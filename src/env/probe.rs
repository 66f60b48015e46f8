use std::path::Path;
use std::process::Stdio;
use std::time::Duration;

use crate::foundation::error::{BridgeError, BridgeResult};

/// Captured result of a short helper command.
#[derive(Clone, Debug, Default)]
pub struct CommandOutput {
    pub success: bool,
    pub code: Option<i32>,
    pub stdout: String,
    pub stderr: String,
}

impl CommandOutput {
    /// First non-empty line of stdout, falling back to stderr.
    pub fn first_line(&self) -> Option<String> {
        self.stdout
            .lines()
            .chain(self.stderr.lines())
            .map(str::trim)
            .find(|l| !l.is_empty())
            .map(str::to_owned)
    }
}

/// Run `program args..` to completion with stdin closed, killing it after `timeout`.
pub async fn run_command(
    program: &Path,
    args: &[String],
    timeout: Duration,
) -> BridgeResult<CommandOutput> {
    let child = tokio::process::Command::new(program)
        .args(args)
        .stdin(Stdio::null())
        .stdout(Stdio::piped())
        .stderr(Stdio::piped())
        .kill_on_drop(true)
        .spawn()
        .map_err(|e| {
            BridgeError::environment(format!("failed to start '{}': {e}", program.display()))
        })?;

    // Dropping the timed-out future drops the child, which kills it.
    let output = tokio::time::timeout(timeout, child.wait_with_output())
        .await
        .map_err(|_| {
            BridgeError::timeout(format!(
                "'{}' did not finish within {} ms",
                program.display(),
                timeout.as_millis()
            ))
        })?
        .map_err(|e| {
            BridgeError::environment(format!("failed to wait for '{}': {e}", program.display()))
        })?;

    Ok(CommandOutput {
        success: output.status.success(),
        code: output.status.code(),
        stdout: String::from_utf8_lossy(&output.stdout).into_owned(),
        stderr: String::from_utf8_lossy(&output.stderr).into_owned(),
    })
}

/// Check that `runtime` starts and exits successfully; returns its reported version line.
#[tracing::instrument(level = "debug", skip(args), fields(runtime = %runtime.display()))]
pub async fn probe_runtime(
    runtime: &Path,
    args: &[String],
    timeout: Duration,
) -> BridgeResult<Option<String>> {
    let out = run_command(runtime, args, timeout).await?;
    if !out.success {
        return Err(BridgeError::environment(format!(
            "probe of '{}' exited with {:?}",
            runtime.display(),
            out.code
        )));
    }
    Ok(out.first_line())
}

#[cfg(test)]
#[path = "../../tests/unit/env/probe.rs"]
mod tests;
use std::path::PathBuf;

use clap::Parser;

pub const DEFAULT_WIDTH: u32 = 800;
pub const DEFAULT_HEIGHT: u32 = 600;
pub const DEFAULT_DPI: u32 = 100;
pub const DEFAULT_IDLE_TIMEOUT_SECS: u64 = 3600;

/// Command line of the `chart-worker` binary.
#[derive(Parser, Debug, Clone)]
#[command(
    name = "chart-worker",
    version,
    about = "Render a chart request to PNG, or stay preloaded and serve render jobs from stdin"
)]
pub struct WorkerArgs {
    /// Request JSON file (one-shot mode).
    pub request: Option<PathBuf>,

    /// Optional `WIDTH HEIGHT [DPI]`; invalid values fall back to 800x600 at 100 dpi.
    #[arg(num_args = 0..=3)]
    pub dims: Vec<String>,

    /// Coarser path simplification and quieter logging.
    #[arg(long, default_value_t = false)]
    pub fast: bool,

    /// Print a readiness line and serve JSON-line jobs from stdin.
    #[arg(long, default_value_t = false)]
    pub preload: bool,

    /// Seconds a preloaded worker waits for a job before exiting.
    #[arg(long, default_value_t = DEFAULT_IDLE_TIMEOUT_SECS)]
    pub idle_timeout: u64,

    /// Directory receiving chart images (default: `$CHARTBRIDGE_OUTPUT_DIR` or the temp dir).
    #[arg(long)]
    pub output_dir: Option<PathBuf>,
}

/// Image geometry parsed from the positional arguments after the request path.
#[derive(Clone, Copy, Debug, PartialEq, Eq)]
pub struct Dims {
    pub width: u32,
    pub height: u32,
    pub dpi: u32,
}

impl Default for Dims {
    fn default() -> Self {
        Self {
            width: DEFAULT_WIDTH,
            height: DEFAULT_HEIGHT,
            dpi: DEFAULT_DPI,
        }
    }
}

fn positive(s: &str) -> Option<u32> {
    s.trim().parse::<u32>().ok().filter(|v| *v > 0)
}

/// Width and height are taken together; a bad value in either keeps both defaults.
pub fn parse_dims(raw: &[String]) -> Dims {
    let mut dims = Dims::default();
    match raw {
        [] => {}
        [_] => tracing::warn!("height missing; using default size"),
        [w, h, rest @ ..] => {
            match (positive(w), positive(h)) {
                (Some(width), Some(height)) => {
                    dims.width = width;
                    dims.height = height;
                }
                _ => tracing::warn!(width = %w, height = %h, "invalid width or height; using defaults"),
            }
            if let Some(d) = rest.first() {
                match positive(d) {
                    Some(dpi) => dims.dpi = dpi,
                    None => tracing::warn!(dpi = %d, "invalid dpi; using default"),
                }
            }
        }
    }
    dims
}

#[cfg(test)]
#[path = "../../tests/unit/worker/cli.rs"]
mod tests;
/// Convenience result type used across chartbridge.
pub type BridgeResult<T> = Result<T, BridgeError>;

/// Top-level error taxonomy shared by the model, renderer, worker and supervisor.
#[derive(thiserror::Error, Debug)]
pub enum BridgeError {
    /// No usable runtime (isolated or ambient) could be found.
    #[error("environment error: {0}")]
    Environment(String),

    /// Required rendering dependencies could not be installed.
    #[error("dependency error: {0}")]
    Dependency(String),

    /// The request failed schema validation.
    #[error("protocol error: {0}")]
    Protocol(String),

    /// The worker crashed or the chart could not be drawn.
    #[error("render error: {0}")]
    Render(String),

    /// The worker did not produce a result before its deadline.
    #[error("timeout error: {0}")]
    Timeout(String),

    /// Reading a request or writing an image failed.
    #[error("io error: {0}")]
    Io(String),

    /// Invalid configuration file or options.
    #[error("config error: {0}")]
    Config(String),

    /// Wrapped lower-level error from dependencies.
    #[error(transparent)]
    Other(#[from] anyhow::Error),
}

/// Copyable discriminant of [`BridgeError`], used on the wire and for exit codes.
#[derive(Clone, Copy, Debug, PartialEq, Eq, Hash)]
pub enum ErrorKind {
    /// See [`BridgeError::Environment`].
    Environment,
    /// See [`BridgeError::Dependency`].
    Dependency,
    /// See [`BridgeError::Protocol`].
    Protocol,
    /// See [`BridgeError::Render`].
    Render,
    /// See [`BridgeError::Timeout`].
    Timeout,
    /// See [`BridgeError::Io`].
    Io,
    /// See [`BridgeError::Config`].
    Config,
    /// See [`BridgeError::Other`].
    Other,
}

impl ErrorKind {
    /// Stable lowercase name used in worker failure lines.
    pub fn as_str(self) -> &'static str {
        match self {
            Self::Environment => "environment",
            Self::Dependency => "dependency",
            Self::Protocol => "protocol",
            Self::Render => "render",
            Self::Timeout => "timeout",
            Self::Io => "io",
            Self::Config => "config",
            Self::Other => "other",
        }
    }

    /// Inverse of [`ErrorKind::as_str`]. Unknown names map to [`ErrorKind::Other`].
    pub fn parse(name: &str) -> Self {
        match name.trim() {
            "environment" => Self::Environment,
            "dependency" => Self::Dependency,
            "protocol" => Self::Protocol,
            "render" => Self::Render,
            "timeout" => Self::Timeout,
            "io" => Self::Io,
            "config" => Self::Config,
            _ => Self::Other,
        }
    }
}

impl std::fmt::Display for ErrorKind {
    fn fmt(&self, f: &mut std::fmt::Formatter<'_>) -> std::fmt::Result {
        f.write_str(self.as_str())
    }
}

impl BridgeError {
    /// Build a [`BridgeError::Environment`] value.
    pub fn environment(msg: impl Into<String>) -> Self {
        Self::Environment(msg.into())
    }

    /// Build a [`BridgeError::Dependency`] value.
    pub fn dependency(msg: impl Into<String>) -> Self {
        Self::Dependency(msg.into())
    }

    /// Build a [`BridgeError::Protocol`] value.
    pub fn protocol(msg: impl Into<String>) -> Self {
        Self::Protocol(msg.into())
    }

    /// Build a [`BridgeError::Render`] value.
    pub fn render(msg: impl Into<String>) -> Self {
        Self::Render(msg.into())
    }

    /// Build a [`BridgeError::Timeout`] value.
    pub fn timeout(msg: impl Into<String>) -> Self {
        Self::Timeout(msg.into())
    }

    /// Build a [`BridgeError::Io`] value.
    pub fn io(msg: impl Into<String>) -> Self {
        Self::Io(msg.into())
    }

    /// Build a [`BridgeError::Config`] value.
    pub fn config(msg: impl Into<String>) -> Self {
        Self::Config(msg.into())
    }

    /// Rebuild an error from its kind and message, e.g. after crossing the process boundary.
    pub fn from_kind(kind: ErrorKind, msg: impl Into<String>) -> Self {
        let msg = msg.into();
        match kind {
            ErrorKind::Environment => Self::Environment(msg),
            ErrorKind::Dependency => Self::Dependency(msg),
            ErrorKind::Protocol => Self::Protocol(msg),
            ErrorKind::Render => Self::Render(msg),
            ErrorKind::Timeout => Self::Timeout(msg),
            ErrorKind::Io => Self::Io(msg),
            ErrorKind::Config => Self::Config(msg),
            ErrorKind::Other => Self::Other(anyhow::anyhow!(msg)),
        }
    }

    /// Discriminant of this error.
    pub fn kind(&self) -> ErrorKind {
        match self {
            Self::Environment(_) => ErrorKind::Environment,
            Self::Dependency(_) => ErrorKind::Dependency,
            Self::Protocol(_) => ErrorKind::Protocol,
            Self::Render(_) => ErrorKind::Render,
            Self::Timeout(_) => ErrorKind::Timeout,
            Self::Io(_) => ErrorKind::Io,
            Self::Config(_) => ErrorKind::Config,
            Self::Other(_) => ErrorKind::Other,
        }
    }

    /// The message without the kind prefix.
    pub fn message(&self) -> String {
        match self {
            Self::Environment(m)
            | Self::Dependency(m)
            | Self::Protocol(m)
            | Self::Render(m)
            | Self::Timeout(m)
            | Self::Io(m)
            | Self::Config(m) => m.clone(),
            Self::Other(e) => format!("{e:#}"),
        }
    }
}

#[cfg(test)]
#[path = "../../tests/unit/foundation/error.rs"]
mod tests;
☆ ☆ ☆
* **EXERCISE DIRECTIONS**
Determine how many lines contain the string "enum" in the listing, and state that number by itself.

* **EXPECTED ANSWER**
2